[Saved data entries]
※ ※ ※
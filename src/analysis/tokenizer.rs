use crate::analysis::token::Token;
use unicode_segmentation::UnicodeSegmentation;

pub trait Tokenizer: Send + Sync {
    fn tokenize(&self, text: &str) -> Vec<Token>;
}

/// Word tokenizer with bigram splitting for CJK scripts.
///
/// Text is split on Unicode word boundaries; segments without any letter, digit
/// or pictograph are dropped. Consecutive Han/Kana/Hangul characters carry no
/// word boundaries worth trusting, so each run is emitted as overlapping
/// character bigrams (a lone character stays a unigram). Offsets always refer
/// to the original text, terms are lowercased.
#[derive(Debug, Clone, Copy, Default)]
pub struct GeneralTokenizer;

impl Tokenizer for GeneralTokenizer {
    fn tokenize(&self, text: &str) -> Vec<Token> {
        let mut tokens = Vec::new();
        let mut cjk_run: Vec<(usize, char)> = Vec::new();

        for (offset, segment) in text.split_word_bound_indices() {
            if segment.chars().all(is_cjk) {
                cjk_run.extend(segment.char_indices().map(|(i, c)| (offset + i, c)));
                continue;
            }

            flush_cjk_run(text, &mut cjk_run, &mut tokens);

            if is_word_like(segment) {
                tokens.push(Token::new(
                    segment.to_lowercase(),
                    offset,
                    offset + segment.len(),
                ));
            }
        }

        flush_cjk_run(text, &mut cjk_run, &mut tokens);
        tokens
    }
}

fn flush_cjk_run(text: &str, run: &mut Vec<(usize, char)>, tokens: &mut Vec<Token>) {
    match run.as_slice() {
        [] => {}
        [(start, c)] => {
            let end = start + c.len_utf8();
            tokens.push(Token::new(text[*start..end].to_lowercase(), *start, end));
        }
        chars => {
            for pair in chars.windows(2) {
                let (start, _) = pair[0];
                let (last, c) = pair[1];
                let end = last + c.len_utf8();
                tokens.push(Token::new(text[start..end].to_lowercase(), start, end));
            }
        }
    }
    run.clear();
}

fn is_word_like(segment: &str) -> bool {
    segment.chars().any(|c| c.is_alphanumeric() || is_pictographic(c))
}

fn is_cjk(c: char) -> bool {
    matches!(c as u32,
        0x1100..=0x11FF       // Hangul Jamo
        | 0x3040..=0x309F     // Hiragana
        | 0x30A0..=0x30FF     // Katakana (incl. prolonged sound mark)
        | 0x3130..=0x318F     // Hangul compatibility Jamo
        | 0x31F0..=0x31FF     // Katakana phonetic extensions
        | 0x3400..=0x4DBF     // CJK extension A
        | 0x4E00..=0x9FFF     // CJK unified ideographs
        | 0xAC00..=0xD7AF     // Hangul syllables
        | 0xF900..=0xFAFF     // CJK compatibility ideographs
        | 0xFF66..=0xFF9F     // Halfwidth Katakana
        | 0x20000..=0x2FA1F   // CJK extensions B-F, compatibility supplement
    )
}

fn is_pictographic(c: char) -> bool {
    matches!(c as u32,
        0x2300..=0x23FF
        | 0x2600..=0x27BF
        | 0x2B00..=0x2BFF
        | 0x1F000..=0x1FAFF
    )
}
※ ※ ※
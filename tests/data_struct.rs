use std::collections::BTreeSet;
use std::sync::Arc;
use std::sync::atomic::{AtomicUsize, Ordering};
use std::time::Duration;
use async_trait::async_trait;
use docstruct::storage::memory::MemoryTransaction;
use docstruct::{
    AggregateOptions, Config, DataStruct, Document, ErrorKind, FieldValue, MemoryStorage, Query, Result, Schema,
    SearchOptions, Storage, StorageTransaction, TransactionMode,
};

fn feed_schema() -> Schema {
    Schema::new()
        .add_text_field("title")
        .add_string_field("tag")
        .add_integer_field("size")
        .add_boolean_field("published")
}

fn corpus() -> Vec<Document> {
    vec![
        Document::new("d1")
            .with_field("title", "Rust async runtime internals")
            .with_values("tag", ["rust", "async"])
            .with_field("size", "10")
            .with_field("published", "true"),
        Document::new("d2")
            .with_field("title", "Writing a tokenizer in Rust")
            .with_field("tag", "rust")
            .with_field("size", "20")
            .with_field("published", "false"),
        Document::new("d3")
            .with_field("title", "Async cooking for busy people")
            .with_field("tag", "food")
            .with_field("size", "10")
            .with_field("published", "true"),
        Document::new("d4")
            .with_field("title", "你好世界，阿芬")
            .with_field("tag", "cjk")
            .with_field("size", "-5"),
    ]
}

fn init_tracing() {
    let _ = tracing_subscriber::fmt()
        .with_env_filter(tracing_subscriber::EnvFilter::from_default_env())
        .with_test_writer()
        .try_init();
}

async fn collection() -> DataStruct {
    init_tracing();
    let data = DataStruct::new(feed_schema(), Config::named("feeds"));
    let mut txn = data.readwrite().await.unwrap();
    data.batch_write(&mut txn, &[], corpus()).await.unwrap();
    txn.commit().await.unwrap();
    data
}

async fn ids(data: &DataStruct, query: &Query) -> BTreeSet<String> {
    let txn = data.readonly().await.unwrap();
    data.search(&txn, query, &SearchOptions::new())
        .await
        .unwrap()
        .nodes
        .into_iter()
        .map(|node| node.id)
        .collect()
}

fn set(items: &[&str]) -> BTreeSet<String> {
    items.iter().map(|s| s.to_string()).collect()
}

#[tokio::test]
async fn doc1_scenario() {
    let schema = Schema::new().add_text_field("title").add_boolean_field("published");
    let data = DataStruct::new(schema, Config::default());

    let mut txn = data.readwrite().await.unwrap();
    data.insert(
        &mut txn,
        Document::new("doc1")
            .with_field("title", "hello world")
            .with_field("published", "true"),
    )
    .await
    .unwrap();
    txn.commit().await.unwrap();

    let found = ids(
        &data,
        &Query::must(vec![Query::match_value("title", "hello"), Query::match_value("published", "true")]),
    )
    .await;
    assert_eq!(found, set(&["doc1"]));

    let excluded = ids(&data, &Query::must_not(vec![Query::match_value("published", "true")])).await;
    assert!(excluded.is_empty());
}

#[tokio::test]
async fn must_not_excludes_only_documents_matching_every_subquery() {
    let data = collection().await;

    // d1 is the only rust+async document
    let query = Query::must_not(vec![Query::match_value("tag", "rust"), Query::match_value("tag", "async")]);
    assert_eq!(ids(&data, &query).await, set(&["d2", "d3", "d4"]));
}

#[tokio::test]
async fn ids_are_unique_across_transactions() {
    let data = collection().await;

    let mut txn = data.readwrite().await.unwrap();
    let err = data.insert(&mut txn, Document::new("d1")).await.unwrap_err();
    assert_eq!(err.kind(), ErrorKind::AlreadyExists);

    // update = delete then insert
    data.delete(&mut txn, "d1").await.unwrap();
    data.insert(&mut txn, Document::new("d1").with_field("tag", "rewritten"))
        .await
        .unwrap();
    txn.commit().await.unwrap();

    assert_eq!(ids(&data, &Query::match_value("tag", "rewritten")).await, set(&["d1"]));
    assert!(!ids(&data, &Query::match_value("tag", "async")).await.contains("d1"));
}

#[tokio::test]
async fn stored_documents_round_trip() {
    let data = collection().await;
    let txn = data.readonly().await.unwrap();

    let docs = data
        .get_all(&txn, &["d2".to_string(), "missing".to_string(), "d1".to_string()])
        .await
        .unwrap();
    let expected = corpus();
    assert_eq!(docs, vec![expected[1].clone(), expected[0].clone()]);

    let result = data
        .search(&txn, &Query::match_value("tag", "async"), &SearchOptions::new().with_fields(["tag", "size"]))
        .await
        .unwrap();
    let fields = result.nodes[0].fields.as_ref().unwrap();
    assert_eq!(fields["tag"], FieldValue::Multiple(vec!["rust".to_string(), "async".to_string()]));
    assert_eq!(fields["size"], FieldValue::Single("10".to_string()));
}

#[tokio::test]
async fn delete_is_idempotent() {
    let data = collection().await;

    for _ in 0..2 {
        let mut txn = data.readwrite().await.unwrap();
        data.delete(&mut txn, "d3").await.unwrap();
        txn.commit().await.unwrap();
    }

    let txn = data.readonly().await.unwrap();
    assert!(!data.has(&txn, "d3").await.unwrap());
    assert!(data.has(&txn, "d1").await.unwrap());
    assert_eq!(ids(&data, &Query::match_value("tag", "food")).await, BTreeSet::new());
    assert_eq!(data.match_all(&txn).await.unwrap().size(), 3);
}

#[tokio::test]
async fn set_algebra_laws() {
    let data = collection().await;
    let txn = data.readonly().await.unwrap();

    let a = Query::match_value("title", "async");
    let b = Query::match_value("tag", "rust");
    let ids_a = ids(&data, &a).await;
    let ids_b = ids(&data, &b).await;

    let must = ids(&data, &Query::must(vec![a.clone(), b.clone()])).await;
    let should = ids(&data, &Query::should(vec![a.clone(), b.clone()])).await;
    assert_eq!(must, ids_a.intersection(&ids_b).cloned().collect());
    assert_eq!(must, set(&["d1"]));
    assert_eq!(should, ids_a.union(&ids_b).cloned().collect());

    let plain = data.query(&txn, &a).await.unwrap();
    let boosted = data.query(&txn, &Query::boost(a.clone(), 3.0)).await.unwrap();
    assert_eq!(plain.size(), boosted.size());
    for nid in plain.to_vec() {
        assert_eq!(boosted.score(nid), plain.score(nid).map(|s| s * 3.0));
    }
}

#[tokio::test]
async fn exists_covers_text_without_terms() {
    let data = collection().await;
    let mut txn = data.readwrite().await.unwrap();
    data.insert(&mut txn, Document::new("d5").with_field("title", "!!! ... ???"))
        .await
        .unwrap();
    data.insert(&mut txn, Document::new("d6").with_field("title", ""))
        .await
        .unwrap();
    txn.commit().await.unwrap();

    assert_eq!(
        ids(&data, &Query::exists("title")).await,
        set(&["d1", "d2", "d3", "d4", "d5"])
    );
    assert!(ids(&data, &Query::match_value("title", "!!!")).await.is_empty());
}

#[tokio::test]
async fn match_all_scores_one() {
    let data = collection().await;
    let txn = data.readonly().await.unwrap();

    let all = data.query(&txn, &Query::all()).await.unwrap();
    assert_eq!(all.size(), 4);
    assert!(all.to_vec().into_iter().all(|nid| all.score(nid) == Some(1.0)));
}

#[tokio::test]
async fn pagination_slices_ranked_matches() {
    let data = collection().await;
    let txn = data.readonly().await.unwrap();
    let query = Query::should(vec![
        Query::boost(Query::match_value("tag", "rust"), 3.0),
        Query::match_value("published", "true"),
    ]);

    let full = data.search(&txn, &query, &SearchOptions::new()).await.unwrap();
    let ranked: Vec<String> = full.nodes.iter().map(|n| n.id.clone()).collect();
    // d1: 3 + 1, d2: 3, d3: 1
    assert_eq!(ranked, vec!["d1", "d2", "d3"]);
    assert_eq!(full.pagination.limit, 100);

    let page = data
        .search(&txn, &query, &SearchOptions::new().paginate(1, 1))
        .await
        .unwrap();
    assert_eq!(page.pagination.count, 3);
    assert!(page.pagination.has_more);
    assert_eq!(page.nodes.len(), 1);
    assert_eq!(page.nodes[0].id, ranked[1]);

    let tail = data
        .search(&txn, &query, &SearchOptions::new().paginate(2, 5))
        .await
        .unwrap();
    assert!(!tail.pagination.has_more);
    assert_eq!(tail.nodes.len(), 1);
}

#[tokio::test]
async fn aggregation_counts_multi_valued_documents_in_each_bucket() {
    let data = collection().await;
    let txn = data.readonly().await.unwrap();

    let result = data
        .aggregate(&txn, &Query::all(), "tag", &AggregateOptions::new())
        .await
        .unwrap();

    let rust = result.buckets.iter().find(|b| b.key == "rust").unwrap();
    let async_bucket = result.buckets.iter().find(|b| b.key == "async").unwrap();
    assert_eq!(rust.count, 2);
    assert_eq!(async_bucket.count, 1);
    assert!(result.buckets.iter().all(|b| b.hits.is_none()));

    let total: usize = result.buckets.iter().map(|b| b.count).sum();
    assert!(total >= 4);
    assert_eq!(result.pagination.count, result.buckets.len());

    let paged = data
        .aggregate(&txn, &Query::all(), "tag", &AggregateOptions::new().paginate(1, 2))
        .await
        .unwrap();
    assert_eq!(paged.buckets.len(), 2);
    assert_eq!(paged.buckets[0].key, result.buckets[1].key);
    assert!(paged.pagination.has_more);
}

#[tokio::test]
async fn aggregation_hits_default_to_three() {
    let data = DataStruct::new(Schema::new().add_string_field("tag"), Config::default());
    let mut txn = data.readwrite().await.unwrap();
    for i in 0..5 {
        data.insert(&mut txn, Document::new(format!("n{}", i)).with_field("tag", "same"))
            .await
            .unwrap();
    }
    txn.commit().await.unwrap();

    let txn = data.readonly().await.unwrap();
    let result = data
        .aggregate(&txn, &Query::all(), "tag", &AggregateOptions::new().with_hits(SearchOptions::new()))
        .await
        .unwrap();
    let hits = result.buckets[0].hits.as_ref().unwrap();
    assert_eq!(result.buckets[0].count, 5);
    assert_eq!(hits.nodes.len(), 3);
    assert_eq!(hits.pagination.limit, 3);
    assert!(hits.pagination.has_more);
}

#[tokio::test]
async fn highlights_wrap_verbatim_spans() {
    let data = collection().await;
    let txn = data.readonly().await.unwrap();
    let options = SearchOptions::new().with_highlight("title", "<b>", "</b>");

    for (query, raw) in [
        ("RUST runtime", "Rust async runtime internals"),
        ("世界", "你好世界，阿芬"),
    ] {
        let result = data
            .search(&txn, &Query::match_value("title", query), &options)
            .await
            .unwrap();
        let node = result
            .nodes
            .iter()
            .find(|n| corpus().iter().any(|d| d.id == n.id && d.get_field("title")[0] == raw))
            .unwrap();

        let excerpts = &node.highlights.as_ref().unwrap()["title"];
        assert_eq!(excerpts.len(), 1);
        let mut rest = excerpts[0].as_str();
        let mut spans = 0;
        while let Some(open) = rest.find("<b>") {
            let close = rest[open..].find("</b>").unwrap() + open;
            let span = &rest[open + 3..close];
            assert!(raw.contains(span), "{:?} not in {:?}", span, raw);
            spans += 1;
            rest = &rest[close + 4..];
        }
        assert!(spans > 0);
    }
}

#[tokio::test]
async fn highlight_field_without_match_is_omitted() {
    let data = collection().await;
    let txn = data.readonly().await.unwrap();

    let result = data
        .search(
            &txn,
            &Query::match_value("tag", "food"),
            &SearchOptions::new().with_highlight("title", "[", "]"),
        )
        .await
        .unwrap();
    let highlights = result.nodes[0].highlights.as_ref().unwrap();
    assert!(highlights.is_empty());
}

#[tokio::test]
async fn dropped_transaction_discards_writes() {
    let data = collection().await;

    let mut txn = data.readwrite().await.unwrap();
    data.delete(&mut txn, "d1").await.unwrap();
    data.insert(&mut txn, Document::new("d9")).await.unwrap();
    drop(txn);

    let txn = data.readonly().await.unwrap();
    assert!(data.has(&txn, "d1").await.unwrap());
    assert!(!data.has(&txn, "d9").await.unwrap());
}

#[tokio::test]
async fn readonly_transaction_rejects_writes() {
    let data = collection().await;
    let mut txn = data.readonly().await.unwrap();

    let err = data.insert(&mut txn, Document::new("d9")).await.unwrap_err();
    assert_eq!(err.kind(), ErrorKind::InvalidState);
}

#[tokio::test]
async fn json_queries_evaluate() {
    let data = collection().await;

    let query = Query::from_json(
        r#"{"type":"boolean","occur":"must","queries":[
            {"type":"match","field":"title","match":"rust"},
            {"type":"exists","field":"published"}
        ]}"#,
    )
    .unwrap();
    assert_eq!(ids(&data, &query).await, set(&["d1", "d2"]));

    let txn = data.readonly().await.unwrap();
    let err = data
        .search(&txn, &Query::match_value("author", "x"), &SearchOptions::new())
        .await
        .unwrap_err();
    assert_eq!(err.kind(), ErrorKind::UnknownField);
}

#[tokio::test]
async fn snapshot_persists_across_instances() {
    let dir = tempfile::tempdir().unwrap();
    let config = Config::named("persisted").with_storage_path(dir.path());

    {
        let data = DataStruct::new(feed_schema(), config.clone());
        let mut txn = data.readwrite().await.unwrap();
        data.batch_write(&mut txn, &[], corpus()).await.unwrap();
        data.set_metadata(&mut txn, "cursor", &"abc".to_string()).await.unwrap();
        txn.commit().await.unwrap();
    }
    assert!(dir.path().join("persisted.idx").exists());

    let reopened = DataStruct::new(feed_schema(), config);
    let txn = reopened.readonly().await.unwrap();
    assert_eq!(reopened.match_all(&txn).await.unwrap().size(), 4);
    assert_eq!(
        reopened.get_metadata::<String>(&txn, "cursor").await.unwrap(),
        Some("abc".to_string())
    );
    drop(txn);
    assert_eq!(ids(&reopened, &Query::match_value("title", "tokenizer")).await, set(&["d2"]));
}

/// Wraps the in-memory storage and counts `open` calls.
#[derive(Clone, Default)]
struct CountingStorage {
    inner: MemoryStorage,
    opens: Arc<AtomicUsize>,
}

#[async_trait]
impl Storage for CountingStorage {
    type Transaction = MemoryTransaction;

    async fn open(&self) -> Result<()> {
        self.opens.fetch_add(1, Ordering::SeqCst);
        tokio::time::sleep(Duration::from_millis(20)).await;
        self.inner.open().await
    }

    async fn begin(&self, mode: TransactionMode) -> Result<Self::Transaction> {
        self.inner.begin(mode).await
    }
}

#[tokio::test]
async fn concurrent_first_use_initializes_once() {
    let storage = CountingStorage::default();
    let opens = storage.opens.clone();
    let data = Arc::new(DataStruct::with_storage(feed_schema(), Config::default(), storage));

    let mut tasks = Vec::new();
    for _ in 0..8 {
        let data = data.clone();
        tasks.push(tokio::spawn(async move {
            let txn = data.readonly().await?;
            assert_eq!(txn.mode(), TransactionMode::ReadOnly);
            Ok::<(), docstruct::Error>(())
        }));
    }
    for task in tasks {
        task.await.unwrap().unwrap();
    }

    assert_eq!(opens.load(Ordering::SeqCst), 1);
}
※ ※ ※
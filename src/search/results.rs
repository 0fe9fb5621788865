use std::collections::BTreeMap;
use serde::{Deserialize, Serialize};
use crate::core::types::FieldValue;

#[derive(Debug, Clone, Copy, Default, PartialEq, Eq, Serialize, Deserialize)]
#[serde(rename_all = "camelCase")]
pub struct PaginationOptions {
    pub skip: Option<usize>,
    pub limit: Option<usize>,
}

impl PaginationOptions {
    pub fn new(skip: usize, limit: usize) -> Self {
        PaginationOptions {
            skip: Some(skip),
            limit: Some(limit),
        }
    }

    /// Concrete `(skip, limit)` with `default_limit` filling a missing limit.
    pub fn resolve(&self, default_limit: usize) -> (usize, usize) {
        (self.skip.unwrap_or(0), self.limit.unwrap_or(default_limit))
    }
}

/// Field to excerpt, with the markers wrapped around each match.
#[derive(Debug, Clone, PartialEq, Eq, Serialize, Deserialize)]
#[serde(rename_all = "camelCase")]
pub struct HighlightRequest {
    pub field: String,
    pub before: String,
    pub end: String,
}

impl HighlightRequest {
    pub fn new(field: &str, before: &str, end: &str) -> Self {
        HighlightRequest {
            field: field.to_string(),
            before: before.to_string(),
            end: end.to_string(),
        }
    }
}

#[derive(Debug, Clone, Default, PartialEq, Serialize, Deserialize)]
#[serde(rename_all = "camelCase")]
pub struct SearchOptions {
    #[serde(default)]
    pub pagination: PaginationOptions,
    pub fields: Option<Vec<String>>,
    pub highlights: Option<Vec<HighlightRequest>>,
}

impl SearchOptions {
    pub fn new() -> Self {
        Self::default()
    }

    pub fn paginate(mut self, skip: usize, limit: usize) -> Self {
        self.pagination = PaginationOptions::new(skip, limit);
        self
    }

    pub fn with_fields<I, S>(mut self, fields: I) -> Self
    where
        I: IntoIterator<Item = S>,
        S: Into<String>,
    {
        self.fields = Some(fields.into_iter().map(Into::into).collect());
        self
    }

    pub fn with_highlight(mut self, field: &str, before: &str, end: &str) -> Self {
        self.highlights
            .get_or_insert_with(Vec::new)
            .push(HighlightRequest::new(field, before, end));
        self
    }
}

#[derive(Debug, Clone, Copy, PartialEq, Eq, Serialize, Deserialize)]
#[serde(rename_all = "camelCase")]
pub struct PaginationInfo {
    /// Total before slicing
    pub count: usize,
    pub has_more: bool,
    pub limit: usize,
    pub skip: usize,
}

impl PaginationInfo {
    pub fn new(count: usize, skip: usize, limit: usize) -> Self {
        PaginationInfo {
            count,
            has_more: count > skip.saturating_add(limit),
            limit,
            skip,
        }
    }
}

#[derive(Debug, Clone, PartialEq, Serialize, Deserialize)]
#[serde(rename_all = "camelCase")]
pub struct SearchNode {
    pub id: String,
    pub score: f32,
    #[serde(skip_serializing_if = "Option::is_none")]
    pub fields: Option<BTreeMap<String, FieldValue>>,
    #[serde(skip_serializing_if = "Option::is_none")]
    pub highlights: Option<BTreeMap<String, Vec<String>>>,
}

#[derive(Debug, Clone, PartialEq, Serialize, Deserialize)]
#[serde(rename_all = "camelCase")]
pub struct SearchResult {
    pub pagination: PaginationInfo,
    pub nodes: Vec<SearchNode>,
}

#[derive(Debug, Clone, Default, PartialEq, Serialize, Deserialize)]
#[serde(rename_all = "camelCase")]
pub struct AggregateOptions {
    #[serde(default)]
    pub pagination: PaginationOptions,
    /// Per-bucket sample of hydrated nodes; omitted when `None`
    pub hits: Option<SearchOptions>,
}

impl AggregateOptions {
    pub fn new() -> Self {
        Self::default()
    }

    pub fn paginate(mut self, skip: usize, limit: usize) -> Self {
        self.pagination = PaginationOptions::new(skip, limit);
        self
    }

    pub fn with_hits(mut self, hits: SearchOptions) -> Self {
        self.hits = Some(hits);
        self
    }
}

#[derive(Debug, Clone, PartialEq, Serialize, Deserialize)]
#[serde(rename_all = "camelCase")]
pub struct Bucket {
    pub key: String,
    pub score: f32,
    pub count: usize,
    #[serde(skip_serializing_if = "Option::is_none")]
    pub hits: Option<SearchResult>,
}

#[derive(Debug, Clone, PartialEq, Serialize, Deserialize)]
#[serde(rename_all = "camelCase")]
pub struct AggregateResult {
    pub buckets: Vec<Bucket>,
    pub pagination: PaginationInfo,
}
※ ※ ※
▶ [What you have to do]: In the records above, locate each line with the word "chars". Copy all such lines.

▶ [Result]:
            if segment.chars().all(is_cjk) {
        chars => {
            for pair in chars.windows(2) {
    segment.chars().any(|c| c.is_alphanumeric() || is_pictographic(c))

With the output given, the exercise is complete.